I had a text-chat with a faculty colleague a couple of days back, which is representative of an all too familiar experience:
Sometimes, WiFi is just a pain to use. To protect ourselves from being held responsible for unauthorised (and possible illegal) use of our private connections, we deploy stuff such as WPA, or 802.1x – and are encouraged to use good (read: hard to remember, and to type) passwords…which, of course, we have to retype on all our devices when we are being responsible and changing our passwords regularly (right?)

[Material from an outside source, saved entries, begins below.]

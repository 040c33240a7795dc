mod common;

use common::{start_dead_relay, start_mock_relay};
use relaygate::config::Tunables;
use relaygate::health::HealthStore;
use relaygate::metrics::Metrics;
use relaygate::model::{Event, EventId, PubKey, Signature};
use relaygate::pool::ConnectionPool;
use relaygate::publish;
use relaygate::relay_url::RelayUrl;
use std::collections::HashSet;
use std::sync::Arc;
use std::time::Duration;
use tokio_util::sync::CancellationToken;

fn fast_tunables() -> Arc<Tunables> {
    Arc::new(Tunables {
        dial_timeout: Duration::from_secs(2),
        ..Tunables::default()
    })
}

fn unsigned_event() -> Event {
    Event {
        id: EventId([9; 32]),
        pubkey: PubKey([1; 32]),
        sig: Signature([0; 64]),
        kind: 1,
        created_at: 1000,
        content: "publish me".into(),
        tags: vec![],
        relays_seen: HashSet::new(),
    }
}

#[tokio::test]
async fn publish_succeeds_when_at_least_one_targeted_relay_accepts() {
    let accepting = start_mock_relay(vec![], Duration::from_millis(5)).await;
    let dead = start_dead_relay().await;

    let tunables = fast_tunables();
    let health = Arc::new(HealthStore::new());
    let pool = ConnectionPool::new(tunables.clone(), health.clone(), Arc::new(Metrics::new()), CancellationToken::new());
    let relays = vec![RelayUrl::parse(&accepting.url).unwrap(), RelayUrl::parse(&dead.url).unwrap()];

    let result = publish::publish(&pool, &health, Duration::from_secs(2), &relays, unsigned_event()).await;

    assert!(result.success, "one accepting relay is enough for overall success");
    assert_eq!(result.reports.len(), 2);
    assert!(result.reports.iter().any(|r| r.accepted));
    assert!(result.reports.iter().any(|r| !r.accepted), "the dead relay's report must record failure");

    accepting.handle.abort();
    dead.handle.abort();
}

#[tokio::test]
async fn publish_fails_when_every_targeted_relay_is_unreachable() {
    let dead_a = start_dead_relay().await;
    let dead_b = start_dead_relay().await;

    let tunables = fast_tunables();
    let health = Arc::new(HealthStore::new());
    let pool = ConnectionPool::new(tunables.clone(), health.clone(), Arc::new(Metrics::new()), CancellationToken::new());
    let relays = vec![RelayUrl::parse(&dead_a.url).unwrap(), RelayUrl::parse(&dead_b.url).unwrap()];

    let result = publish::publish(&pool, &health, Duration::from_secs(2), &relays, unsigned_event()).await;

    assert!(!result.success);
    assert!(result.reports.iter().all(|r| !r.accepted));

    dead_a.handle.abort();
    dead_b.handle.abort();
}

#[tokio::test]
async fn publish_does_not_retry_a_relay_that_already_answered() {
    let relay = start_mock_relay(vec![], Duration::from_millis(5)).await;

    let tunables = fast_tunables();
    let health = Arc::new(HealthStore::new());
    let pool = ConnectionPool::new(tunables.clone(), health.clone(), Arc::new(Metrics::new()), CancellationToken::new());
    let relays = vec![RelayUrl::parse(&relay.url).unwrap()];

    let first = publish::publish(&pool, &health, Duration::from_secs(2), &relays, unsigned_event()).await;
    let second = publish::publish(&pool, &health, Duration::from_secs(2), &relays, unsigned_event()).await;

    assert!(first.success);
    assert!(second.success);
    assert_eq!(first.reports.len(), 1);
    assert_eq!(second.reports.len(), 1, "a second call is a distinct publish, not a retry of the first");

    relay.handle.abort();
}
//! `GET /notifications` (spec.md §6): replies, reactions, reposts and
//! zap receipts that `#p`-tag the caller's pubkey.

use crate::enrich;
use crate::error::AppError;
use crate::model::{Filter, PubKey, TagFilter};
use crate::rest::respond::{cached_json, Meta, Page};
use crate::AppContext;
use axum::extract::{Query, State};
use axum::http::HeaderMap;
use axum::response::Response;
use serde::Deserialize;
use std::sync::Arc;

#[derive(Debug, Deserialize)]
pub struct NotificationsQuery {
    pubkey: String,
    since: Option<i64>,
    limit: Option<u16>,
}

/// Kinds that can notify a pubkey: replies/mentions (1), reposts (6),
/// reactions (7), zap receipts (9735).
const NOTIFYING_KINDS: [u32; 4] = [1, 6, 7, 9735];

pub async fn get_notifications(
    State(ctx): State<Arc<AppContext>>,
    headers: HeaderMap,
    Query(q): Query<NotificationsQuery>,
) -> Result<Response, AppError> {
    let pubkey = PubKey::from_hex(&q.pubkey).map_err(|e| AppError::invalid(e.to_string()))?;

    let filter = Filter {
        kinds: Some(NOTIFYING_KINDS.to_vec()),
        tags: vec![TagFilter { name: "p".into(), values: vec![q.pubkey.clone()] }],
        since: q.since,
        limit: q.limit.unwrap_or(50),
        ..Default::default()
    };
    filter.validate().map_err(|e| AppError::invalid(e.to_string()))?;

    let relays = &ctx.config.relay_urls;
    let tunables = &ctx.config.tunables;
    let result = crate::fanout::query(&ctx.pool, &ctx.health, tunables, relays, filter.clone()).await?;
    let events: Vec<_> = result.events.into_iter().filter(|e| e.pubkey != pubkey).collect();

    let enrichment = enrich::enrich(&ctx.pool, &ctx.health, &ctx.profile_batcher, tunables, relays, &events).await;

    let next_until = filter.next_page(&events).and_then(|f| f.until);
    let page = Page {
        events: serde_json::json!({ "items": &events, "enrichment": enrichment }),
        meta: Meta { eose_union: result.eose_union, enrichment_degraded: enrichment.degraded, next_until },
    };
    Ok(cached_json(&headers, &events, &page))
}
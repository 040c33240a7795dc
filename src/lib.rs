pub mod batcher;
pub mod cache;
pub mod codec;
pub mod config;
pub mod connection;
pub mod csrf;
pub mod enrich;
pub mod error;
pub mod fanout;
pub mod health;
pub mod ingest;
pub mod metrics;
pub mod model;
pub mod multiplexer;
pub mod observability;
pub mod pool;
pub mod publish;
pub mod relay_url;
pub mod rest;
pub mod singleflight;
pub mod sse;

use config::Config;
use enrich::ProfileBatcher;
use health::HealthStore;
use metrics::SharedMetrics;
use pool::ConnectionPool;
use singleflight::SingleFlightGate;
use sse::SseFabric;
use std::sync::Arc;
use std::time::Instant;
use tokio_util::sync::CancellationToken;

/// Shared application state handed to every HTTP handler and background
/// task — one `Arc<...>` per subsystem, the same shape as the teacher's
/// `AppContext` (`lib.rs`).
#[derive(Clone)]
pub struct AppContext {
    pub config: Arc<Config>,
    pub pool: Arc<ConnectionPool>,
    pub health: Arc<HealthStore>,
    pub cache: Arc<cache::EventCache>,
    pub query_gate: Arc<SingleFlightGate<fanout::QueryResult>>,
    pub profile_batcher: Arc<ProfileBatcher>,
    pub sse: Arc<SseFabric>,
    pub metrics: SharedMetrics,
    pub started_at: Instant,
    pub shutdown: CancellationToken,
}

impl AppContext {
    pub fn new(config: Config) -> Arc<Self> {
        let config = Arc::new(config);
        let tunables = Arc::new(config.tunables.clone());
        let shutdown = CancellationToken::new();
        let health = HealthStore::new().into();
        let metrics: SharedMetrics = Arc::new(metrics::Metrics::new());
        let pool = ConnectionPool::new(
            tunables.clone(),
            Arc::clone(&health),
            Arc::clone(&metrics),
            shutdown.clone(),
        );
        let cache = cache::EventCache::new(
            tunables.cache_fresh_ttl,
            tunables.cache_stale_ttl,
            tunables.cache_max_entries,
            tunables.cache_max_events,
        );
        let profile_batcher = enrich::new_profile_batcher(
            Arc::clone(&pool),
            Arc::clone(&health),
            Arc::clone(&tunables),
            config.relay_urls.clone(),
        );

        let ctx = Arc::new(Self {
            config,
            pool,
            health,
            cache,
            query_gate: Arc::new(SingleFlightGate::new()),
            profile_batcher,
            sse: SseFabric::new(tunables.sse_buffer),
            metrics,
            started_at: Instant::now(),
            shutdown,
        });

        ingest::spawn(Arc::clone(&ctx));
        ctx
    }
}
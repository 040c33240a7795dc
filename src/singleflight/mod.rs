//! Single-Flight Gate (C7, spec.md §4.7): concurrent callers for the same
//! fingerprint join one in-flight fetch instead of issuing a duplicate
//! fan-out query. Grounded on the teacher's `scheduler::rate_limits`
//! per-key lock map shape, adapted to broadcast-join semantics.

use crate::model::Fingerprint;
use std::collections::HashMap;
use std::sync::atomic::{AtomicUsize, Ordering};
use std::sync::Arc;
use tokio::sync::{broadcast, Mutex};
use tokio_util::sync::CancellationToken;

struct Inflight<T> {
    tx: broadcast::Sender<T>,
    waiters: Arc<AtomicUsize>,
    cancel: CancellationToken,
}

/// Keyed by fingerprint; `T` is the shared, cloneable result type (a
/// fan-out `QueryResult` wrapped in `Arc`, typically).
pub struct SingleFlightGate<T: Clone + Send + Sync + 'static> {
    inflight: Mutex<HashMap<Fingerprint, Inflight<T>>>,
}

impl<T: Clone + Send + Sync + 'static> Default for SingleFlightGate<T> {
    fn default() -> Self {
        Self::new()
    }
}

/// Decrements the shared waiter count on drop — covering both normal
/// completion and the caller's own future being dropped (client
/// disconnect, request timeout). When the count reaches zero, the
/// in-flight fetch is cancelled (spec.md §4.7, "the last cancelling
/// waiter cancels the fetch").
struct WaiterGuard {
    waiters: Arc<AtomicUsize>,
    cancel: CancellationToken,
}

impl Drop for WaiterGuard {
    fn drop(&mut self) {
        if self.waiters.fetch_sub(1, Ordering::SeqCst) == 1 {
            self.cancel.cancel();
        }
    }
}

impl<T: Clone + Send + Sync + 'static> SingleFlightGate<T> {
    pub fn new() -> Self {
        Self { inflight: Mutex::new(HashMap::new()) }
    }

    /// Runs `fetch` for `key` unless another caller is already fetching
    /// it, in which case this call joins that caller's result. If every
    /// waiter's future is dropped before the fetch completes (the last one
    /// cancelling), the shared fetch is cancelled rather than left to run
    /// to completion unobserved.
    pub async fn run<F, Fut>(self: &Arc<Self>, key: Fingerprint, fetch: F) -> Arc<T>
    where
        F: FnOnce() -> Fut + Send + 'static,
        Fut: std::future::Future<Output = T> + Send + 'static,
    {
        let (mut rx, waiters, cancel) = {
            let mut guard = self.inflight.lock().await;
            if let Some(inflight) = guard.get(&key) {
                inflight.waiters.fetch_add(1, Ordering::SeqCst);
                (inflight.tx.subscribe(), inflight.waiters.clone(), inflight.cancel.clone())
            } else {
                let (tx, rx) = broadcast::channel(1);
                let waiters = Arc::new(AtomicUsize::new(1));
                let cancel = CancellationToken::new();
                guard.insert(key, Inflight { tx: tx.clone(), waiters: waiters.clone(), cancel: cancel.clone() });
                drop(guard);

                let gate = self.clone();
                let fetch_cancel = cancel.clone();
                tokio::spawn(async move {
                    tokio::select! {
                        result = fetch() => {
                            gate.inflight.lock().await.remove(&key);
                            let _ = tx.send(result);
                        }
                        _ = fetch_cancel.cancelled() => {
                            gate.inflight.lock().await.remove(&key);
                            // Dropping `tx` here closes the channel with no
                            // value — fine, since cancellation only fires
                            // once every waiter has already given up.
                        }
                    }
                });
                (rx, waiters, cancel)
            }
        };

        let _guard = WaiterGuard { waiters, cancel };

        match rx.recv().await {
            Ok(value) => Arc::new(value),
            Err(_) => Arc::new(unreachable_cancelled()),
        }
    }
}

/// Reached only if this waiter's own fetch future somehow resolves after
/// cancellation without the guard having dropped it first — cancellation
/// only fires once every waiter is gone, so no live caller should ever
/// observe this branch in practice.
fn unreachable_cancelled<T>() -> T {
    panic!("single-flight sender dropped without a result")
}

#[cfg(test)]
mod tests {
    use super::*;
    use std::sync::atomic::{AtomicU32, Ordering};

    #[tokio::test]
    async fn concurrent_callers_join_one_fetch() {
        let gate = Arc::new(SingleFlightGate::<u32>::new());
        let calls = Arc::new(AtomicU32::new(0));
        let key = Fingerprint([1; 32]);

        let mut handles = Vec::new();
        for _ in 0..5 {
            let gate = gate.clone();
            let calls = calls.clone();
            handles.push(tokio::spawn(async move {
                gate.run(key, move || async move {
                    calls.fetch_add(1, Ordering::SeqCst);
                    tokio::time::sleep(std::time::Duration::from_millis(20)).await;
                    42u32
                })
                .await
            }));
        }

        for h in handles {
            assert_eq!(*h.await.unwrap(), 42);
        }
        assert_eq!(calls.load(Ordering::SeqCst), 1);
    }

    #[tokio::test]
    async fn sequential_calls_refetch_after_completion() {
        let gate = Arc::new(SingleFlightGate::<u32>::new());
        let calls = Arc::new(AtomicU32::new(0));
        let key = Fingerprint([2; 32]);

        for _ in 0..2 {
            let calls = calls.clone();
            gate.run(key, move || async move {
                calls.fetch_add(1, Ordering::SeqCst);
                7u32
            })
            .await;
        }

        assert_eq!(calls.load(Ordering::SeqCst), 2);
    }
}
use anyhow::Result;
use clap::Parser;
use relaygate::config::{Args, Config};
use relaygate::AppContext;
use tracing_subscriber::EnvFilter;

#[tokio::main]
async fn main() -> Result<()> {
    let args = Args::parse();
    let config = Config::from_args(args)?;

    tracing_subscriber::fmt()
        .with_env_filter(EnvFilter::try_new(&config.log_level).unwrap_or_else(|_| EnvFilter::new("info")))
        .init();

    tracing::info!(
        relay_count = config.relay_urls.len(),
        port = config.port,
        "starting relaygate"
    );

    let ctx = AppContext::new(config);

    let shutdown = ctx.shutdown.clone();
    tokio::spawn(async move {
        if let Err(e) = wait_for_shutdown_signal().await {
            tracing::warn!(err = %e, "failed to install shutdown signal handler");
        }
        shutdown.cancel();
    });

    relaygate::rest::start_rest_server(ctx).await
}

async fn wait_for_shutdown_signal() -> Result<()> {
    let ctrl_c = tokio::signal::ctrl_c();

    #[cfg(unix)]
    {
        let mut terminate = tokio::signal::unix::signal(tokio::signal::unix::SignalKind::terminate())?;
        tokio::select! {
            _ = ctrl_c => {}
            _ = terminate.recv() => {}
        }
    }

    #[cfg(not(unix))]
    {
        ctrl_c.await?;
    }

    tracing::info!("shutdown signal received");
    Ok(())
}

And when we have friends over (or come to their place, or stay at a hotel) we have to type in passwords, authenticate, log in — and for the same reasons. Which, while a hassle, might be possible on a phone, or a computer, or a tablet….but, it remains a hassle – and a “thing” in the “Internet of Things” might not have a screen or a keyboard for entering passwords, requiring all sorts of extra efforts when living in a connected world.
There’s gotta be a better way of identifying an user in a wireless network. A way which works with legacy end-user devices. And which works out of the box without requiring special software or configuration on the end-user device, and with commonly available infrastructure devices / access points.
That is the lofty problem, which my 2nd year students at Ecole Polytechnique, and I, have set out to solve as their research project. We have a plan …
We are working in close collaboration with expert engineers from Cisco France, notably Pierre Pfister (the guy in the green T-shirt in the photo, who himself one of my former students at Ecole Polytechnique, from many moons ago), and with unfaltering support from Cisco’s Paris Innovation and Research Laboratory.
We have only just started, but it looks to become an exciting and innovative academic year: solving real problems by expert application of science and technology is, after all, the DNA of an engineer.